English also has many limitations. There are things for which we lack words. There are words without rhymes. There are words that sound awkward together. Using the language can be a struggle for people at any level of proficiency. It was a struggle for Shakespeare, as you can sense when you see him trying to convey ideas that had never been said before in his language.

Yet hardly anyone experiences the rules and limitations of English as an infringement on liberty. Why not?

  1. No individual or committee designed the language. Its limitations, therefore, are not the result of anyone’s will. Not being able to express something in English is like not being able to run at 60 miles/hour: a constraint, but not an example of coercion, because no one is coercing you.
  2. No one can change the language wholesale. We can work to change it, one piece at a time. In my lifetime, “man” has ceased to mean “human being.” That change is a result of deliberate argument and advocacy. But it’s a change of one word, and it required lots of voluntary agreement to become a new norm.
  3. Language is predicable. Within any linguistic context, the rules-in-use (not necessarily the official rules written down in grammar books) are quite stable. Change is gradual. Therefore, we can usually predict how a listener will understand a given phrase. Its predictability makes language a tool for intentional agents, something that we can plan to use for our own ends.

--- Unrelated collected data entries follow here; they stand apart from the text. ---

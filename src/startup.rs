use crate::{config::Config, error::AppError};

/// Connects to the Sqlite database and runs pending migrations.
///
/// Establishes a connection pool using the connection string from configuration, then runs
/// all pending SeaORM migrations so the `document` table exists before the record store
/// touches it.
///
/// # Arguments
/// - `config` - Application configuration containing the database URL
///
/// # Returns
/// - `Ok(DatabaseConnection)` - Connected database with migrations applied
/// - `Err(AppError::DbErr)` - Failed to connect to database or run migrations
pub async fn connect_to_database(config: &Config) -> Result<sea_orm::DatabaseConnection, AppError> {
    use migration::{Migrator, MigratorTrait};
    use sea_orm::{ConnectOptions, Database};

    let mut opt = ConnectOptions::new(&config.database_url);
    opt.sqlx_logging(false);

    let db = Database::connect(opt).await?;

    Migrator::up(&db, None).await?;

    tracing::info!("Database ready");

    Ok(db)
}

/// Installs the global `tracing` subscriber.
///
/// Verbosity comes from `RUST_LOG` and defaults to `info`. Data integrity warnings are
/// logged under the `data_integrity` target, so they can be raised or silenced on their own.
pub fn init_logging() -> Result<(), AppError> {
    use tracing_subscriber::EnvFilter;

    let filter = EnvFilter::try_from_default_env().unwrap_or_else(|_| EnvFilter::new("info"));

    tracing_subscriber::fmt()
        .with_env_filter(filter)
        .try_init()
        .map_err(|e| AppError::LoggingErr(e.to_string()))
}
use serenity::all::User;

use crate::{
    bot::{invoker::invoker, reply, Context},
    error::AppError,
    service::candidate::CandidateService,
};

/// Count a candidate's operations and announce their progress
#[poise::command(slash_command, guild_only, rename = "track-a-candidate")]
pub async fn track_a_candidate(
    ctx: Context<'_>,
    #[description = "Candidate to track"] member: User,
) -> Result<(), AppError> {
    let caller = invoker(ctx).await;
    let data = ctx.data();
    let discord = data.discord.as_ref();
    let service = CandidateService::new(&data.config, discord, discord);

    match service.track_candidate(&caller, member.id.get()).await {
        Ok(report) if report.promoted => {
            reply::ephemeral(
                ctx,
                format!(
                    "<@{}> has completed {}/{} operations and has been announced for promotion.",
                    member.id, report.count, report.total
                ),
            )
            .await
        }
        Ok(report) => {
            reply::ephemeral(
                ctx,
                format!(
                    "<@{}> has completed {}/{} operations.",
                    member.id, report.count, report.total
                ),
            )
            .await
        }
        Err(e) => reply::failure(ctx, &e).await,
    }
}
//! Document repository for the collection table.
//!
//! Each record collection (incident reports, no-show data, bonus ledgers) is persisted
//! as one row holding the whole collection as JSON text. This repository only moves
//! rows in and out; decoding and versioning live in the record store.

use chrono::Utc;
use migration::OnConflict;
use sea_orm::{ActiveValue, DatabaseConnection, DbErr, EntityTrait};

/// Repository providing database operations for stored documents.
pub struct DocumentRepository<'a> {
    db: &'a DatabaseConnection,
}

impl<'a> DocumentRepository<'a> {
    /// Creates a new DocumentRepository instance.
    ///
    /// # Arguments
    /// - `db` - Reference to the database connection
    ///
    /// # Returns
    /// - `DocumentRepository` - New repository instance
    pub fn new(db: &'a DatabaseConnection) -> Self {
        Self { db }
    }

    /// Finds the stored document for a collection.
    ///
    /// # Arguments
    /// - `collection` - Collection name, the table's primary key
    ///
    /// # Returns
    /// - `Ok(Some(Model))` - Document row exists
    /// - `Ok(None)` - Collection has never been written
    /// - `Err(DbErr)` - Database error during query
    pub async fn find(
        &self,
        collection: &str,
    ) -> Result<Option<entity::document::Model>, DbErr> {
        entity::prelude::Document::find_by_id(collection.to_string())
            .one(self.db)
            .await
    }

    /// Creates the row for a collection unless one already exists.
    ///
    /// An existing row is left untouched, so two callers racing to initialize the
    /// same collection cannot overwrite each other.
    ///
    /// # Arguments
    /// - `collection` - Collection name
    /// - `version` - Schema version of `body`
    /// - `body` - Initial JSON text
    ///
    /// # Returns
    /// - `Ok(())` - Row exists after the call
    /// - `Err(DbErr)` - Database error during insert
    pub async fn create_if_missing(
        &self,
        collection: &str,
        version: i32,
        body: String,
    ) -> Result<(), DbErr> {
        entity::prelude::Document::insert(entity::document::ActiveModel {
            collection: ActiveValue::Set(collection.to_string()),
            version: ActiveValue::Set(version),
            body: ActiveValue::Set(body),
            updated_at: ActiveValue::Set(Utc::now()),
        })
        .on_conflict(
            OnConflict::column(entity::document::Column::Collection)
                .do_nothing()
                .to_owned(),
        )
        .exec_without_returning(self.db)
        .await?;

        Ok(())
    }

    /// Replaces the stored document for a collection, creating it if needed.
    ///
    /// # Arguments
    /// - `collection` - Collection name
    /// - `version` - Schema version of `body`
    /// - `body` - Complete JSON text of the collection
    ///
    /// # Returns
    /// - `Ok(Model)` - The stored row
    /// - `Err(DbErr)` - Database error during upsert
    pub async fn upsert(
        &self,
        collection: &str,
        version: i32,
        body: String,
    ) -> Result<entity::document::Model, DbErr> {
        entity::prelude::Document::insert(entity::document::ActiveModel {
            collection: ActiveValue::Set(collection.to_string()),
            version: ActiveValue::Set(version),
            body: ActiveValue::Set(body),
            updated_at: ActiveValue::Set(Utc::now()),
        })
        .on_conflict(
            OnConflict::column(entity::document::Column::Collection)
                .update_columns([
                    entity::document::Column::Version,
                    entity::document::Column::Body,
                    entity::document::Column::UpdatedAt,
                ])
                .to_owned(),
        )
        .exec_with_returning(self.db)
        .await
    }
}
//! Store abstractions.
//!
//! Both traits are object safe so the application state can hold them as
//! `Arc<dyn StudentStore>` / `Arc<dyn CourseStore>` regardless of the
//! backend.

use async_trait::async_trait;

use coursebook_models::{Course, Credentials, NewStudent, Student, StudentChanges};

/// Result of linking a student to a course.
#[derive(Debug, Clone, Copy, PartialEq, Eq)]
pub enum EnrollmentOutcome {
    Enrolled,
    /// The link already existed; nothing was written.
    AlreadyEnrolled,
    StudentNotFound,
    CourseNotFound,
}

/// Credential store: student records and their course links.
#[async_trait]
pub trait StudentStore: Send + Sync {
    async fn list_students(&self) -> anyhow::Result<Vec<Student>>;

    async fn find_student(&self, id: i32) -> anyhow::Result<Option<Student>>;

    /// Looks up login data by username.
    async fn find_credentials(&self, username: &str) -> anyhow::Result<Option<Credentials>>;

    /// Inserts a student. Returns `None` when the username is already taken.
    async fn insert_student(&self, student: NewStudent) -> anyhow::Result<Option<Student>>;

    /// Applies `changes` to the student with `id`. Returns `None` when no
    /// such student exists.
    async fn update_student(
        &self,
        id: i32,
        changes: StudentChanges,
    ) -> anyhow::Result<Option<Student>>;

    /// Deletes a student and its course links. Returns whether a record was
    /// removed.
    async fn delete_student(&self, id: i32) -> anyhow::Result<bool>;

    /// Links a student to a course. Linking twice is a no-op. When both
    /// records are missing the student is reported.
    async fn enroll(&self, student_id: i32, course_id: i32) -> anyhow::Result<EnrollmentOutcome>;
}

#[async_trait]
pub trait CourseStore: Send + Sync {
    async fn list_courses(&self) -> anyhow::Result<Vec<Course>>;

    async fn find_course(&self, id: i32) -> anyhow::Result<Option<Course>>;

    async fn insert_course(&self, course_name: &str) -> anyhow::Result<Course>;

    /// Renames a course. Returns `None` when no such course exists.
    async fn update_course(&self, id: i32, course_name: &str) -> anyhow::Result<Option<Course>>;

    /// Deletes a course and every link to it. Returns whether a record was
    /// removed.
    async fn delete_course(&self, id: i32) -> anyhow::Result<bool>;
}
//! # Coursebook CLI
//!
//! Administrative and seeding utilities used by the `coursebook-cli` binary.
//!
//! Everything goes through the store traits from `coursebook-db`, so the same
//! code seeds PostgreSQL in production and the in-memory store in tests.
//!
//! ```ignore
//! use coursebook_cli::seeder::{seed_all, SeedConfig};
//!
//! let store = PgStore::new(pool);
//! seed_all(&store, &store, SeedConfig::default(), 12).await?;
//! ```

pub mod seeder;
#[cfg(test)]
mod tests {
    use super::*;

    fn new_student(username: &str) -> NewStudent {
        NewStudent {
            username: username.to_string(),
            password_hash: format!("hash-of-{}", username),
            email: Some(format!("{}@example.com", username)),
        }
    }

    async fn count_links(pool: &PgPool) -> i64 {
        sqlx::query_scalar::<_, i64>("SELECT COUNT(*) FROM student_courses")
            .fetch_one(pool)
            .await
            .unwrap()
    }

    #[sqlx::test(migrations = "../../migrations")]
    async fn test_insert_and_find_student(pool: PgPool) {
        let store = PgStore::new(pool);

        let alice = store.insert_student(new_student("alice")).await.unwrap().unwrap();
        assert_eq!(alice.username, "alice");
        assert_eq!(alice.email.as_deref(), Some("alice@example.com"));
        assert!(alice.enrolled_courses.is_empty());

        let found = store.find_student(alice.id).await.unwrap().unwrap();
        assert_eq!(found, alice);

        let credentials = store.find_credentials("alice").await.unwrap().unwrap();
        assert_eq!(credentials.id, alice.id);
        assert_eq!(credentials.password_hash, "hash-of-alice");

        assert!(store.find_student(alice.id + 1000).await.unwrap().is_none());
        assert!(store.find_credentials("bob").await.unwrap().is_none());
    }

    #[sqlx::test(migrations = "../../migrations")]
    async fn test_duplicate_username_is_not_inserted(pool: PgPool) {
        let store = PgStore::new(pool);

        store.insert_student(new_student("alice")).await.unwrap();
        let duplicate = store.insert_student(new_student("alice")).await.unwrap();

        assert!(duplicate.is_none());
        assert_eq!(store.list_students().await.unwrap().len(), 1);
    }

    #[sqlx::test(migrations = "../../migrations")]
    async fn test_update_only_touches_given_fields(pool: PgPool) {
        let store = PgStore::new(pool);
        let alice = store.insert_student(new_student("alice")).await.unwrap().unwrap();

        let updated = store
            .update_student(
                alice.id,
                StudentChanges {
                    email: None,
                    password_hash: Some("new-hash".to_string()),
                },
            )
            .await
            .unwrap()
            .unwrap();
        assert_eq!(updated.email.as_deref(), Some("alice@example.com"));
        let credentials = store.find_credentials("alice").await.unwrap().unwrap();
        assert_eq!(credentials.password_hash, "new-hash");

        let updated = store
            .update_student(
                alice.id,
                StudentChanges {
                    email: Some("new@example.com".to_string()),
                    password_hash: None,
                },
            )
            .await
            .unwrap()
            .unwrap();
        assert_eq!(updated.email.as_deref(), Some("new@example.com"));
        let credentials = store.find_credentials("alice").await.unwrap().unwrap();
        assert_eq!(credentials.password_hash, "new-hash");

        let missing = store
            .update_student(alice.id + 1000, StudentChanges::default())
            .await
            .unwrap();
        assert!(missing.is_none());
    }

    #[sqlx::test(migrations = "../../migrations")]
    async fn test_enroll_is_idempotent(pool: PgPool) {
        let store = PgStore::new(pool.clone());
        let alice = store.insert_student(new_student("alice")).await.unwrap().unwrap();
        let course = store.insert_course("Algebra").await.unwrap();

        assert_eq!(
            store.enroll(alice.id, course.id).await.unwrap(),
            EnrollmentOutcome::Enrolled
        );
        assert_eq!(
            store.enroll(alice.id, course.id).await.unwrap(),
            EnrollmentOutcome::AlreadyEnrolled
        );
        assert_eq!(count_links(&pool).await, 1);

        let alice = store.find_student(alice.id).await.unwrap().unwrap();
        assert_eq!(alice.enrolled_courses, vec![course]);
    }

    #[sqlx::test(migrations = "../../migrations")]
    async fn test_enroll_maps_foreign_key_violations(pool: PgPool) {
        let store = PgStore::new(pool.clone());
        let alice = store.insert_student(new_student("alice")).await.unwrap().unwrap();
        let course = store.insert_course("Algebra").await.unwrap();

        assert_eq!(
            store.enroll(alice.id, course.id + 1000).await.unwrap(),
            EnrollmentOutcome::CourseNotFound
        );
        assert_eq!(
            store.enroll(alice.id + 1000, course.id).await.unwrap(),
            EnrollmentOutcome::StudentNotFound
        );
        assert_eq!(
            store.enroll(alice.id + 1000, course.id + 1000).await.unwrap(),
            EnrollmentOutcome::StudentNotFound
        );
        assert_eq!(count_links(&pool).await, 0);
    }

    #[sqlx::test(migrations = "../../migrations")]
    async fn test_list_students_attaches_courses(pool: PgPool) {
        let store = PgStore::new(pool);
        let alice = store.insert_student(new_student("alice")).await.unwrap().unwrap();
        let bob = store.insert_student(new_student("bob")).await.unwrap().unwrap();
        let algebra = store.insert_course("Algebra").await.unwrap();
        let biology = store.insert_course("Biology").await.unwrap();
        store.enroll(alice.id, algebra.id).await.unwrap();
        store.enroll(alice.id, biology.id).await.unwrap();

        let students = store.list_students().await.unwrap();

        assert_eq!(students.len(), 2);
        assert_eq!(students[0].id, alice.id);
        assert_eq!(students[0].enrolled_courses.len(), 2);
        assert_eq!(students[1].id, bob.id);
        assert!(students[1].enrolled_courses.is_empty());
    }

    #[sqlx::test(migrations = "../../migrations")]
    async fn test_course_crud(pool: PgPool) {
        let store = PgStore::new(pool);
        let course = store.insert_course("Algebra").await.unwrap();

        assert_eq!(store.list_courses().await.unwrap(), vec![course.clone()]);
        assert_eq!(store.find_course(course.id).await.unwrap(), Some(course.clone()));

        let renamed = store
            .update_course(course.id, "Linear Algebra")
            .await
            .unwrap()
            .unwrap();
        assert_eq!(renamed.course_name, "Linear Algebra");
        assert!(
            store
                .update_course(course.id + 1000, "Nothing")
                .await
                .unwrap()
                .is_none()
        );

        assert!(store.delete_course(course.id).await.unwrap());
        assert!(!store.delete_course(course.id).await.unwrap());
        assert!(store.find_course(course.id).await.unwrap().is_none());
    }

    #[sqlx::test(migrations = "../../migrations")]
    async fn test_delete_course_cascades_to_links(pool: PgPool) {
        let store = PgStore::new(pool.clone());
        let alice = store.insert_student(new_student("alice")).await.unwrap().unwrap();
        let course = store.insert_course("Algebra").await.unwrap();
        store.enroll(alice.id, course.id).await.unwrap();

        assert!(store.delete_course(course.id).await.unwrap());

        assert_eq!(count_links(&pool).await, 0);
        let alice = store.find_student(alice.id).await.unwrap().unwrap();
        assert!(alice.enrolled_courses.is_empty());
    }

    #[sqlx::test(migrations = "../../migrations")]
    async fn test_delete_student_cascades_to_links(pool: PgPool) {
        let store = PgStore::new(pool.clone());
        let alice = store.insert_student(new_student("alice")).await.unwrap().unwrap();
        let course = store.insert_course("Algebra").await.unwrap();
        store.enroll(alice.id, course.id).await.unwrap();

        assert!(store.delete_student(alice.id).await.unwrap());
        assert!(!store.delete_student(alice.id).await.unwrap());

        assert_eq!(count_links(&pool).await, 0);
        assert_eq!(store.find_course(course.id).await.unwrap(), Some(course));
    }
}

Friedrich von Hayek admires emergent systems. They are “complex and orderly and, in a very definite sense, purposive institutions [that] owe very little to design” (Constitution of Liberty, p. 58). Each system is a “self -maintaining whole which is kept going by forces which we cannot replace.” (p. 70). It is “not invented but arose from the actions of many men who did not know what they are doing.” (pp. 58-9). It demonstrates “organic, slow, half-conscious growth” versus “intelligent men coming together for deliberation about how to make the world anew” (pp. 56-7).

Hayek sees an intrinsic link between emergent systems and liberty, for the three reasons numbered above. Another advantage of emergent systems is that they avoid human cognitive limitations. They create complexity without relying on anyone’s brainpower to design the whole system well.

Hayek thinks of markets as emergent systems, and that is why he is associated with the political right. He opposes the idea of “social justice” (p. 65), arguing that to assess a complex system according to your own idea of justice is actually antisocial. You are substituting your opinion for what a whole society has created through emergent processes, such as market exchange.

I disagree with this important strand in Hayek. I view markets as substantially the products of political power and intentional design, in the form of laws that create and structure economic activity. I also view modern markets as the domain of large corporations that are run by (more or less) “intelligent men coming together for deliberation.” For instance, the online marketplace is not just an emergent system but an archipelago of designed islands (Amazon, Google, Facebook, the App Store). Finally, I don’t think that liberty, in Hayek’s sense, is the only important good. So even when markets do meet Hayek’s criteria of emergence and thus generate liberty (in his sense), I’m not satisfied if they are also deeply unequal, destructive, or inhumane. Note that Hayek may agree on this point (p. 18).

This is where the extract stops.